Entries supplied:
»»
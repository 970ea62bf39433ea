use std::error::Error;
use std::sync::Arc;
use std::time::Duration;

use futures::SinkExt;
use http::StatusCode;
use tokio::io::{AsyncRead, AsyncReadExt, AsyncWrite, AsyncWriteExt};
use tokio::select;
use tokio::time::timeout;
use tokio_util::codec::FramedWrite;
use tracing::{debug, error, info, trace};

use crate::codec::{FirstLineKind, MessageEncoder, MessageParser, ParserConfig};
use crate::handler::Handler;
use crate::protocol::{HttpError, Message, OutgoingMessage, ParseError, SendError};

const DEFAULT_IDLE_TIMEOUT: Duration = Duration::from_secs(30);
const DEFAULT_READ_BUFFER_SIZE: usize = 8 * 1024;

/// Settings applied to every [`HttpConnection`].
#[derive(Debug, Clone, Copy, PartialEq, Eq)]
pub struct ConnectionConfig {
    idle_timeout: Duration,
    read_buffer_size: usize,
    parser: ParserConfig,
}

impl ConnectionConfig {
    pub fn new() -> Self {
        Self { idle_timeout: DEFAULT_IDLE_TIMEOUT, read_buffer_size: DEFAULT_READ_BUFFER_SIZE, parser: ParserConfig::new() }
    }

    /// Longest wait for a single read before the request is abandoned.
    #[must_use]
    pub fn with_idle_timeout(mut self, idle_timeout: Duration) -> Self {
        self.idle_timeout = idle_timeout;
        self
    }

    #[must_use]
    pub fn with_read_buffer_size(mut self, read_buffer_size: usize) -> Self {
        self.read_buffer_size = read_buffer_size.max(1);
        self
    }

    #[must_use]
    pub fn with_parser_config(mut self, parser: ParserConfig) -> Self {
        self.parser = parser;
        self
    }

    #[inline]
    pub fn idle_timeout(&self) -> Duration {
        self.idle_timeout
    }

    #[inline]
    pub fn read_buffer_size(&self) -> usize {
        self.read_buffer_size
    }

    #[inline]
    pub fn parser_config(&self) -> ParserConfig {
        self.parser
    }
}

impl Default for ConnectionConfig {
    fn default() -> Self {
        Self::new()
    }
}

/// An HTTP connection serving exactly one request.
///
/// The request head is read and parsed first. The handler then runs concurrently with the
/// reader that feeds the remaining body bytes to the parser, so a handler awaiting the body
/// makes progress. Once the response is written the stream is shut down.
///
/// # Type Parameters
///
/// * `R`: The async readable stream type
/// * `W`: The async writable stream type
#[derive(Debug)]
pub struct HttpConnection<R, W> {
    reader: R,
    framed_write: FramedWrite<W, MessageEncoder>,
    parser: MessageParser,
    read_buffer: Vec<u8>,
    idle_timeout: Duration,
}

impl<R, W> HttpConnection<R, W>
where
    R: AsyncRead + Unpin,
    W: AsyncWrite + Unpin,
{
    pub fn new(reader: R, writer: W) -> Self {
        Self::with_config(reader, writer, ConnectionConfig::default())
    }

    pub fn with_config(reader: R, writer: W, config: ConnectionConfig) -> Self {
        Self {
            reader,
            framed_write: FramedWrite::new(writer, MessageEncoder::new()),
            parser: MessageParser::with_config(FirstLineKind::Request, config.parser),
            read_buffer: vec![0; config.read_buffer_size],
            idle_timeout: config.idle_timeout,
        }
    }

    /// Reads one request, answers it with `handler` and closes the stream.
    ///
    /// A stream closed before any byte arrived is a clean shutdown.
    ///
    /// # Errors
    ///
    /// Returns the parse, read or write error that ended the exchange. Malformed requests are
    /// answered with `400 Bad Request` before the error is returned.
    pub async fn process<H>(mut self, handler: Arc<H>) -> Result<(), HttpError>
    where
        H: Handler,
    {
        let message = match self.read_head().await {
            Ok(Some(message)) => message,
            Ok(None) => {
                info!("connection closed before a request arrived");
                return Ok(());
            }
            Err(e) => return self.reject(e).await,
        };

        if let Some(line) = message.head().request_line() {
            debug!(method = %line.method(), path = line.path(), "receive request");
        }

        let (response_result, body_result) = {
            tokio::pin! {
                let request_handle_future = handler.call(message);
                let body_read_future = self.read_body();
            }

            let mut body_result = None;
            let response_result = loop {
                select! {
                    biased;
                    response = &mut request_handle_future => break response,
                    result = &mut body_read_future, if body_result.is_none() => body_result = Some(result),
                }
            };
            (response_result, body_result)
        };

        if let Some(Err(e)) = body_result {
            return self.reject(e).await;
        }

        let response = match response_result {
            Ok(response) => response,
            Err(e) => {
                let e: Box<dyn Error + Send + Sync> = e.into();
                error!(cause = %e, "handle request error");
                OutgoingMessage::status_only(StatusCode::INTERNAL_SERVER_ERROR)
            }
        };

        self.send_response(response).await
    }

    async fn read_head(&mut self) -> Result<Option<Message>, HttpError> {
        loop {
            let read = self.read_chunk().await?;
            if read == 0 {
                if !self.parser.has_started() {
                    return Ok(None);
                }
                self.parser.end()?;
                return Ok(None);
            }

            if let Some(message) = self.parser.add_data(&self.read_buffer[..read])? {
                self.parser.check_overrun()?;
                return Ok(Some(message));
            }
        }
    }

    /// Feeds body bytes to the parser until the message is complete.
    async fn read_body(&mut self) -> Result<(), HttpError> {
        while !self.parser.is_complete() {
            let read = self.read_chunk().await?;
            if read == 0 {
                self.parser.end()?;
                break;
            }
            self.parser.add_data(&self.read_buffer[..read])?;
        }
        Ok(())
    }

    async fn read_chunk(&mut self) -> Result<usize, HttpError> {
        match timeout(self.idle_timeout, self.reader.read(&mut self.read_buffer)).await {
            Ok(Ok(read)) => {
                trace!(bytes = read, "read from connection");
                Ok(read)
            }
            Ok(Err(e)) => {
                self.parser.abort(ParseError::unexpected_eof(format!("read failed: {e}")));
                Err(e.into())
            }
            Err(_elapsed) => {
                let e = ParseError::read_timeout(self.idle_timeout);
                self.parser.abort(e.clone());
                Err(e.into())
            }
        }
    }

    async fn reject(&mut self, e: HttpError) -> Result<(), HttpError> {
        error!(cause = %e, "can't receive request");

        if let HttpError::RequestError { source } = &e
            && source.is_syntax()
        {
            self.send_response(OutgoingMessage::status_only(StatusCode::BAD_REQUEST)).await?;
        }
        Err(e)
    }

    async fn send_response(&mut self, response: OutgoingMessage) -> Result<(), HttpError> {
        self.framed_write.send(response).await?;
        self.framed_write.get_mut().shutdown().await.map_err(SendError::io)?;
        Ok(())
    }
}
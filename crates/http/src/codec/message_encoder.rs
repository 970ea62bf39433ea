//! Serializes an [`OutgoingMessage`] back to wire bytes.
//!
//! Headers are written verbatim and in order; the encoder never adds or rewrites
//! `Content-Length`. Callers that build responses by hand can use
//! [`OutgoingMessage::status_only`] or set the header themselves.

use std::io;
use std::io::Write;

use bytes::{BufMut, Bytes, BytesMut};
use tokio_util::codec::Encoder;

use crate::ensure;
use crate::protocol::{HeaderField, MessageHead, OutgoingMessage, SendError};

/// Initial buffer size reserved for the message head
const INIT_HEAD_SIZE: usize = 4 * 1024;

/// Writes a first line, the header lines, a blank line and the raw body.
#[derive(Debug, Default, Clone, Copy)]
pub struct MessageEncoder;

impl MessageEncoder {
    pub fn new() -> Self {
        Self
    }

    /// Encodes `message` into a fresh buffer.
    ///
    /// # Errors
    ///
    /// Same as [`Encoder::encode`].
    pub fn to_bytes(message: OutgoingMessage) -> Result<Bytes, SendError> {
        let mut dst = BytesMut::new();
        Self.encode(message, &mut dst)?;
        Ok(dst.freeze())
    }

    fn encode_head(head: &MessageHead, dst: &mut BytesMut) -> Result<(), SendError> {
        let first_line = head.first_line().to_string();
        ensure!(!contains_line_break(&first_line), SendError::invalid_head(format!("first line {first_line:?} contains CR or LF")));
        write!(FastWrite(dst), "{first_line}\r\n")?;

        for field in head.headers() {
            validate_field(field)?;
            dst.put_slice(field.key().as_bytes());
            dst.put_slice(b": ");
            dst.put_slice(field.value().as_bytes());
            dst.put_slice(b"\r\n");
        }
        dst.put_slice(b"\r\n");
        Ok(())
    }
}

impl Encoder<OutgoingMessage> for MessageEncoder {
    type Error = SendError;

    /// # Errors
    ///
    /// Returns [`SendError::InvalidHead`] when the first line or a header contains CR or LF, or
    /// when a header has an empty key. Nothing is written to `dst` in that case.
    fn encode(&mut self, item: OutgoingMessage, dst: &mut BytesMut) -> Result<(), Self::Error> {
        let (head, body) = item.into_parts();

        let start = dst.len();
        dst.reserve(INIT_HEAD_SIZE + body.len());
        if let Err(e) = Self::encode_head(&head, dst) {
            dst.truncate(start);
            return Err(e);
        }

        dst.put_slice(&body);
        Ok(())
    }
}

fn validate_field(field: &HeaderField) -> Result<(), SendError> {
    ensure!(!field.key().is_empty(), SendError::invalid_head("header with empty name"));
    ensure!(
        !contains_line_break(field.key()) && !contains_line_break(field.value()),
        SendError::invalid_head(format!("header {:?} contains CR or LF", field.key()))
    );
    Ok(())
}

#[inline]
fn contains_line_break(text: &str) -> bool {
    text.bytes().any(|b| b == b'\r' || b == b'\n')
}

/// Fast writer implementation for writing to BytesMut.
struct FastWrite<'a>(&'a mut BytesMut);

impl Write for FastWrite<'_> {
    fn write(&mut self, buf: &[u8]) -> io::Result<usize> {
        self.0.put_slice(buf);
        Ok(buf.len())
    }

    fn flush(&mut self) -> io::Result<()> {
        Ok(())
    }
}

#[cfg(test)]
mod tests {
    use http::{Method, StatusCode};
    use indoc::indoc;

    use super::*;
    use crate::codec::MessageParser;
    use crate::protocol::{HeaderList, RequestLine, StatusLine};

    #[test]
    fn encodes_status_line_headers_and_body() {
        let mut headers = HeaderList::new();
        headers.push("Content-Type", "text/plain");
        headers.push("Content-Length", "5");
        let message = OutgoingMessage::new(MessageHead::new(StatusLine::http11(StatusCode::OK), headers), "hello");

        let bytes = MessageEncoder::to_bytes(message).unwrap();

        let expected = indoc! {"
            HTTP/1.1 200 OK
            Content-Type: text/plain
            Content-Length: 5

            hello"}
        .replace('\n', "\r\n");
        assert_eq!(&bytes[..], expected.as_bytes());
    }

    #[test]
    fn status_only_message() {
        let bytes = MessageEncoder::to_bytes(OutgoingMessage::status_only(StatusCode::BAD_REQUEST)).unwrap();
        assert_eq!(&bytes[..], b"HTTP/1.1 400 Bad Request\r\nContent-Length: 0\r\n\r\n");
    }

    #[test]
    fn appends_after_existing_content() {
        let mut dst = BytesMut::from(&b"prefix|"[..]);
        MessageEncoder.encode(OutgoingMessage::status_only(StatusCode::NO_CONTENT), &mut dst).unwrap();

        assert!(dst.starts_with(b"prefix|HTTP/1.1 204 No Content\r\n"));
    }

    #[test]
    fn rejects_header_injection() {
        let mut headers = HeaderList::new();
        headers.push("X-Evil", "a\r\nSet-Cookie: x=1");
        let message = OutgoingMessage::new(MessageHead::new(StatusLine::http11(StatusCode::OK), headers), "");

        let mut dst = BytesMut::from(&b"kept"[..]);
        let result = MessageEncoder.encode(message, &mut dst);

        assert!(matches!(result, Err(SendError::InvalidHead { .. })));
        assert_eq!(&dst[..], b"kept");
    }

    #[test]
    fn parse_reproduces_an_encoded_request() {
        let mut headers = HeaderList::new();
        headers.push("Host", "example.com");
        headers.push("X-Tag", "a");
        headers.push("X-Tag", "b");
        headers.push("Content-Length", "11");
        let head = MessageHead::new(RequestLine::new(Method::PUT, "/items/7?force=1", "HTTP/1.1"), headers);

        let bytes = MessageEncoder::to_bytes(OutgoingMessage::new(head.clone(), "hello world")).unwrap();

        let mut parser = MessageParser::request();
        let mut parsed = None;
        for byte in &bytes {
            if let Some(message) = parser.add_data(std::slice::from_ref(byte)).unwrap() {
                parsed = Some(message);
            }
        }

        let message = parsed.unwrap();
        assert_eq!(message.head(), &head);
        assert_eq!(message.body().try_get(), Some(Ok(Bytes::from_static(b"hello world"))));
    }
}
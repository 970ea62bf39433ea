//! Incremental HTTP/1.1 message parser.
//!
//! The parser is fed with whatever chunks the transport produces and walks through:
//!
//! ```text
//! AwaitFirstLine -> AwaitHeaders -> AwaitBody -> Complete
//!        \               \              \
//!         +---------------+--------------+--> Failed
//! ```
//!
//! The head (first line and headers) is framed by a [`LineSplitter`]. Once the blank line
//! arrives the parser returns the [`Message`] right away, so a consumer can route on headers
//! while the body is still in flight. Body bytes bypass line splitting and accumulate until
//! `Content-Length` is reached, at which point the message's
//! [`DeferredBody`](crate::protocol::body::DeferredBody) resolves.
//!
//! Errors are final: the pending body fails with the same error, and every later call
//! returns it again.
//!
//! Bytes beyond `Content-Length` never reach the body. The message and its body are delivered
//! as usual, and the excess is reported as [`ParseError::LengthMismatch`] by every later
//! [`MessageParser::add_data`] and by [`MessageParser::end`], however the input was chunked.

use std::mem;

use bytes::{Bytes, BytesMut};
use tracing::{debug, trace, warn};

use crate::codec::first_line::FirstLineKind;
use crate::codec::header_line::parse_header;
use crate::codec::line_splitter::LineSplitter;
use crate::ensure;
use crate::protocol::body::{BodyResolver, DeferredBody, deferred_body};
use crate::protocol::{FirstLine, HeaderList, Message, MessageHead, ParseError, PayloadSize};

/// Maximum number of headers allowed in a message
const MAX_HEADER_NUM: usize = 64;

/// Maximum size in bytes allowed for the entire head section
const MAX_HEADER_BYTES: usize = 8 * 1024;

/// Maximum `Content-Length` accepted, the body is buffered in memory
const MAX_BODY_BYTES: u64 = 8 * 1024 * 1024;

/// Upper bound for the body buffer reserved up front, whatever `Content-Length` claims
const MAX_BODY_PREALLOC: u64 = 64 * 1024;

const CRLF_LEN: usize = 2;

/// Limits applied while parsing a message.
#[derive(Debug, Clone, Copy, PartialEq, Eq)]
pub struct ParserConfig {
    max_header_bytes: usize,
    max_headers: usize,
    max_body_bytes: u64,
}

impl ParserConfig {
    pub fn new() -> Self {
        Self { max_header_bytes: MAX_HEADER_BYTES, max_headers: MAX_HEADER_NUM, max_body_bytes: MAX_BODY_BYTES }
    }

    /// Caps the first line plus all header lines, terminators included.
    #[must_use]
    pub fn with_max_header_bytes(mut self, max_header_bytes: usize) -> Self {
        self.max_header_bytes = max_header_bytes;
        self
    }

    #[must_use]
    pub fn with_max_headers(mut self, max_headers: usize) -> Self {
        self.max_headers = max_headers;
        self
    }

    /// Largest `Content-Length` accepted; bigger messages fail before any body byte is buffered.
    #[must_use]
    pub fn with_max_body_bytes(mut self, max_body_bytes: u64) -> Self {
        self.max_body_bytes = max_body_bytes;
        self
    }

    #[inline]
    pub fn max_header_bytes(&self) -> usize {
        self.max_header_bytes
    }

    #[inline]
    pub fn max_headers(&self) -> usize {
        self.max_headers
    }

    #[inline]
    pub fn max_body_bytes(&self) -> u64 {
        self.max_body_bytes
    }
}

impl Default for ParserConfig {
    fn default() -> Self {
        Self::new()
    }
}

/// Observable phase of a [`MessageParser`].
#[derive(Debug, Clone, Copy, PartialEq, Eq)]
pub enum ParserState {
    AwaitFirstLine,
    AwaitHeaders,
    AwaitBody,
    Complete,
    Failed,
}

#[derive(Debug)]
enum State {
    FirstLine,
    Headers { first_line: FirstLine, headers: HeaderList },
    Body { expected: u64, received: BytesMut },
    /// `overrun` counts bytes received past the end of the message
    Complete { expected: u64, overrun: u64 },
    Failed(ParseError),
}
««
Activity: Where the string "RequestLine" turns up in a line of the data above, copy that whole line.

Task output:
    use crate::protocol::{HeaderList, RequestLine, StatusLine};
        let head = MessageHead::new(RequestLine::new(Method::PUT, "/items/7?force=1", "HTTP/1.1"), headers);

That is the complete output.